▶ _WHAT THE TASK REQUIRES_
Only one stretch of the data below is wanted: the lines starting at the one with "Ok(candidates)" and ending at the one with "Ok(matching", both included, given again exactly.

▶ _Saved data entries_
+-------+

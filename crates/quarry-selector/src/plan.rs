//! Executable locator plans.
//!
//! A [`CompiledSelector`] holds one [`SelectorPlan`] per comma-separated
//! branch. A plan runs left to right: the candidate set starts as the search
//! root, and every [`PlanStep`] replaces it with the elements its locator
//! finds relative to the candidates, narrowed by the step's filters.
//!
//! A branch yields elements in document order without duplicates. Child and
//! sibling steps collect the elements the combinator reaches from each
//! candidate, then keep those found by one document-wide run of the locator,
//! so nested candidates cannot reorder the result. Branches merge in
//! first-seen order.

use std::borrow::Cow;
use std::collections::HashSet;

use log::trace;

use crate::ast::Combinator;
use crate::engine::{QueryEngine, QueryKind};
use crate::error::SelectorError;
use crate::filter::{self, CssFilter};
use crate::locator::Locator;
use crate::traversal;

/// One compound of a complex selector, ready to run.
#[derive(Debug, Clone)]
pub struct PlanStep {
    /// How located elements relate to the previous step's candidates.
    pub combinator: Combinator,
    /// The query for the compound's query-expressible conditions.
    pub locator: Locator,
    /// In-process conditions applied to what the locator found.
    pub filters: Vec<CssFilter>,
}

/// One branch of a selector list.
#[derive(Debug, Clone)]
pub struct SelectorPlan {
    /// Steps in execution order. Never empty.
    pub steps: Vec<PlanStep>,
}

/// A compiled selector list.
#[derive(Debug, Clone)]
pub struct CompiledSelector {
    branches: Vec<SelectorPlan>,
}

impl CompiledSelector {
    /// Wrap compiled branches.
    #[must_use]
    pub fn new(branches: Vec<SelectorPlan>) -> Self {
        Self { branches }
    }

    /// The branches, in source order.
    #[must_use]
    pub fn branches(&self) -> &[SelectorPlan] {
        &self.branches
    }

    /// Run every branch from `root` and merge the results.
    pub fn execute<E: QueryEngine>(
        &self,
        engine: &E,
        root: &E::Element,
    ) -> Result<Vec<E::Element>, SelectorError> {
        let mut merged = Vec::new();
        let mut seen = HashSet::new();
        for branch in &self.branches {
            for element in branch.execute(engine, root)? {
                if seen.insert(element.clone()) {
                    merged.push(element);
                }
            }
        }
        Ok(merged)
    }
}

impl SelectorPlan {
    /// Run the steps from `root`.
    pub fn execute<E: QueryEngine>(
        &self,
        engine: &E,
        root: &E::Element,
    ) -> Result<Vec<E::Element>, SelectorError> {
        let mut candidates = vec![root.clone()];

        for step in &self.steps {
            let mut next = Vec::new();
            for element in step.locate(engine, &candidates)? {
                if filter::matches_all(&step.filters, engine, &element)? {
                    next.push(element);
                }
            }
            trace!(
                "{:?} {} from {} candidate(s): {} match(es)",
                step.combinator,
                step.locator,
                candidates.len(),
                next.len()
            );
            if next.is_empty() {
                return Ok(next);
            }
            candidates = next;
        }

        Ok(candidates)
    }
}

impl PlanStep {
    /// Elements related to any of `candidates` by the combinator that satisfy
    /// the locator, in document order and before filtering.
    fn locate<E: QueryEngine>(
        &self,
        engine: &E,
        candidates: &[E::Element],
    ) -> Result<Vec<E::Element>, SelectorError> {
        if self.combinator == Combinator::Descendant {
            return self.descendants_of(engine, candidates);
        }

        let mut related = HashSet::new();
        for candidate in candidates {
            related.extend(self.related_to(engine, candidate)?);
        }
        if related.is_empty() {
            return Ok(Vec::new());
        }

        let scan = self.scan_expression();
        let matching = engine.find_all(&engine.document(), &scan, self.locator.kind())?;
        Ok(matching
            .into_iter()
            .filter(|element| related.contains(element))
            .collect())
    }

    /// Descendants of every candidate, first-seen order.
    ///
    /// Candidates are in document order: a nested candidate's matches are
    /// already among its ancestor's, and disjoint subtrees follow each other.
    fn descendants_of<E: QueryEngine>(
        &self,
        engine: &E,
        candidates: &[E::Element],
    ) -> Result<Vec<E::Element>, SelectorError> {
        let mut found = Vec::new();
        let mut seen = HashSet::new();
        for candidate in candidates {
            let matching =
                engine.find_all(candidate, self.locator.expression(), self.locator.kind())?;
            for element in matching {
                if seen.insert(element.clone()) {
                    found.push(element);
                }
            }
        }
        Ok(found)
    }

    /// Elements the combinator reaches from `candidate`, matching or not:
    /// children for `>`, the next sibling for `+`, every later sibling for `~`.
    fn related_to<E: QueryEngine>(
        &self,
        engine: &E,
        candidate: &E::Element,
    ) -> Result<Vec<E::Element>, SelectorError> {
        if self.combinator == Combinator::Child {
            return Ok(engine.find_all(candidate, "./*", QueryKind::Path)?);
        }

        let siblings = traversal::itself_with_siblings(engine, candidate)?;
        let Some(index) = siblings.iter().position(|sibling| sibling == candidate) else {
            return Ok(Vec::new());
        };
        let after = siblings.into_iter().skip(index + 1);
        Ok(match self.combinator {
            Combinator::NextSibling => after.take(1).collect(),
            _ => after.collect(),
        })
    }

    /// The locator widened to the whole document.
    ///
    /// Non-descendant path locators read `./*[P]`; `.//*[P]` keeps `P`
    /// sibling-relative while reaching every element.
    fn scan_expression(&self) -> Cow<'_, str> {
        match &self.locator {
            Locator::Path(xpath) => match xpath.strip_prefix("./*") {
                Some(rest) => Cow::Owned(format!(".//*{rest}")),
                None => Cow::Borrowed(xpath.as_str()),
            },
            Locator::Native(css) => Cow::Borrowed(css.as_str()),
        }
    }
}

+-------+

▶ _OUTPUT FOR THIS EXERCISE_
        Ok(candidates)
    }
}

impl PlanStep {
    /// Elements related to any of `candidates` by the combinator that satisfy
    /// the locator, in document order and before filtering.
    fn locate<E: QueryEngine>(
        &self,
        engine: &E,
        candidates: &[E::Element],
    ) -> Result<Vec<E::Element>, SelectorError> {
        if self.combinator == Combinator::Descendant {
            return self.descendants_of(engine, candidates);
        }

        let mut related = HashSet::new();
        for candidate in candidates {
            related.extend(self.related_to(engine, candidate)?);
        }
        if related.is_empty() {
            return Ok(Vec::new());
        }

        let scan = self.scan_expression();
        let matching = engine.find_all(&engine.document(), &scan, self.locator.kind())?;
        Ok(matching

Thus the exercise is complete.